C’est une idée répandue que je conteste. Certes, Hergé était superstitieux et consultait volontiers les voyantes, comme l’indique Pierre Assouline dans sa biographie du père de Tintin. Mais surtout, ses scénarios ont subi l’influence de ses proches collaborateurs. Le fantastique ne serait sans doute jamais entré dans la saga sans l’apport d’E.P. Jacobs et de Jacques Van Melkebeke, coscénaristes de l’ombre pour L’Etoile mystérieuse et Les 7 Boules de cristal. Ils ne sont probablement pas étrangers à l’apparition du pendule de Tournesol et autres phénomènes paranormaux. Pour autant, Hergé n’est jamais devenu mystique ou antireligieux, comme le prétendent certains exégètes. Quand il imagine des extraterrestres dans Vol 714 pour Sydney, il surfe surtout sur l’engouement médiatique pour les ovnis. On retrouve d’ailleurs dans cet album les mêmes valeurs chrétiennes que dans les premiers : poussé par un élan de charité, Haddock glisse un billet de cinq dollars à Carrédas, qu’il prend pour un clochard.

Votre personnage principal préféré de la série ?
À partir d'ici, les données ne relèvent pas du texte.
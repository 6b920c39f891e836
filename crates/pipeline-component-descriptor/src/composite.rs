//! Composite lookup: walks configured layers in priority order and, on a
//! downstream hit, replays write-backs into every layer that missed. The
//! composite is itself a [`ComponentDescriptorLayer`], so it can be nested —
//! callers always pass it explicitly rather than reaching for a global.

use async_trait::async_trait;
use pipeline_config::{ComponentDescriptor, ComponentIdentity, RepositoryContext};
use tracing::{debug, warn};

use crate::error::LookupError;
use crate::layer::{ComponentDescriptorLayer, LookupOutcome, WriteBack};
use crate::memory::InMemoryLayer;

/// Ordered chain of lookup layers plus an optional in-memory cache that is
/// special-cased because its write-back needs direct, synchronous access to
/// the descriptor being inserted (see [`InMemoryLayer::insert`]).
pub struct CompositeLookup {
    memory: Option<std::sync::Arc<InMemoryLayer>>,
    layers: Vec<Box<dyn ComponentDescriptorLayer>>,
}

impl CompositeLookup {
    #[must_use]
    pub fn new(
        memory: Option<std::sync::Arc<InMemoryLayer>>,
        layers: Vec<Box<dyn ComponentDescriptorLayer>>,
    ) -> Self {
        Self { memory, layers }
    }

    pub async fn lookup(
        &self,
        identity: &ComponentIdentity,
        ctx: Option<&RepositoryContext>,
    ) -> Result<ComponentDescriptor, LookupError> {
        if let Some(memory) = &self.memory {
            if let LookupOutcome::Found(descriptor) = memory.get(identity, ctx).await? {
                debug!(component = %identity, "resolved from in-memory layer");
                return Ok(descriptor);
            }
        }

        let mut pending_write_backs: Vec<Box<dyn WriteBack>> = Vec::new();

        for layer in &self.layers {
            match layer.get(identity, ctx).await {
                Ok(LookupOutcome::Found(descriptor)) => {
                    debug!(component = %identity, layer = layer.name(), "resolved");
                    self.replay_write_backs(identity, &descriptor, pending_write_backs)
                        .await;
                    if let Some(memory) = &self.memory {
                        memory.insert(&descriptor);
                    }
                    return Ok(descriptor);
                }
                Ok(LookupOutcome::NotFound(write_back)) => {
                    if let Some(write_back) = write_back {
                        pending_write_backs.push(write_back);
                    }
                }
                Err(e) => {
                    warn!(component = %identity, layer = layer.name(), error = %e, "layer lookup failed, continuing to next layer");
                }
            }
        }

        Err(LookupError::NotFound(identity.to_string()))
    }

    async fn replay_write_backs(
        &self,
        identity: &ComponentIdentity,
        descriptor: &ComponentDescriptor,
        write_backs: Vec<Box<dyn WriteBack>>,
    ) {
        for write_back in write_backs {
            if let Err(e) = write_back.write_back(identity, descriptor).await {
                warn!(component = %identity, error = %e, "write-back to a missed layer failed");
            }
        }
    }
}

#[async_trait]
impl ComponentDescriptorLayer for CompositeLookup {
    async fn get(
        &self,
        identity: &ComponentIdentity,
        ctx: Option<&RepositoryContext>,
    ) -> Result<LookupOutcome, LookupError> {
        match self.lookup(identity, ctx).await {
            Ok(descriptor) => Ok(LookupOutcome::Found(descriptor)),
            Err(LookupError::NotFound(_)) => Ok(LookupOutcome::NotFound(None)),
            Err(e) => Err(e),
        }
    }

    fn name(&self) -> &'static str {
        "composite"
    }
}

#[cfg(test)]
mod tests {
    use super::*;
    use pipeline_config::RepositoryContext;
    use std::sync::Arc;

    struct FixedLayer {
        name: &'static str,
        descriptor: Option<ComponentDescriptor>,
    }

    #[async_trait]
    impl ComponentDescriptorLayer for FixedLayer {
        async fn get(
            &self,
            _identity: &ComponentIdentity,
            _ctx: Option<&RepositoryContext>,
        ) -> Result<LookupOutcome, LookupError> {
            match &self.descriptor {
                Some(d) => Ok(LookupOutcome::Found(d.clone())),
                None => Ok(LookupOutcome::NotFound(None)),
            }
        }

        fn name(&self) -> &'static str {
            self.name
        }
    }

    #[tokio::test]
    async fn falls_through_to_second_layer_and_populates_memory() {
        let id = ComponentIdentity::new("example.com/widget", "1.0.0");
        let descriptor = ComponentDescriptor {
            identity: id.clone(),
            resources: vec![],
            sources: vec![],
            component_references: vec![],
            repository_contexts: vec![RepositoryContext::new("https://ocm.example")],
        };

        let memory = Arc::new(
            InMemoryLayer::new(Some(RepositoryContext::new("https://ocm.example")), None).unwrap(),
        );
        let composite = CompositeLookup::new(
            Some(memory.clone()),
            vec![
                Box::new(FixedLayer {
                    name: "miss",
                    descriptor: None,
                }),
                Box::new(FixedLayer {
                    name: "hit",
                    descriptor: Some(descriptor.clone()),
                }),
            ],
        );

        let resolved = composite
            .lookup(&id, Some(&RepositoryContext::new("https://ocm.example")))
            .await
            .unwrap();
        assert_eq!(resolved.identity, id);

        let memory_outcome = memory
            .get(&id, Some(&RepositoryContext::new("https://ocm.example")))
            .await
            .unwrap();
        assert!(matches!(memory_outcome, LookupOutcome::Found(_)));
    }

    #[tokio::test]
    async fn returns_not_found_error_when_every_layer_misses() {
        let id = ComponentIdentity::new("example.com/widget", "1.0.0");
        let composite = CompositeLookup::new(
            None,
            vec![Box::new(FixedLayer {
                name: "miss",
                descriptor: None,
            })],
        );
        let err = composite.lookup(&id, None).await.unwrap_err();
        assert!(matches!(err, LookupError::NotFound(_)));
    }
}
Comme la majorité des tintinophiles, je vote pour le capitaine ! Haddock est un homme dévoué, qui joue son rôle d’apôtre de Tintin. Il ne cache pas son admiration pour la bravoure du reporter. Quand, dans Vol 714, Tintin retourne dans le volcan en éruption pour sauver la vie du professeur Tournesol, le capitaine, qui le voit revenir de cet  » enfer « , est une fois encore admiratif :  » Mille sabords ! Il a réussi ! Quel type quand même, ce Tintin !  » Mais c’est un apôtre qui doute. Il est attiré par le côté obscur. Quand il a des tentations d’alcool, il est tiraillé entre un petit ange Haddock et un diablotin Haddock. La religion, encore et toujours !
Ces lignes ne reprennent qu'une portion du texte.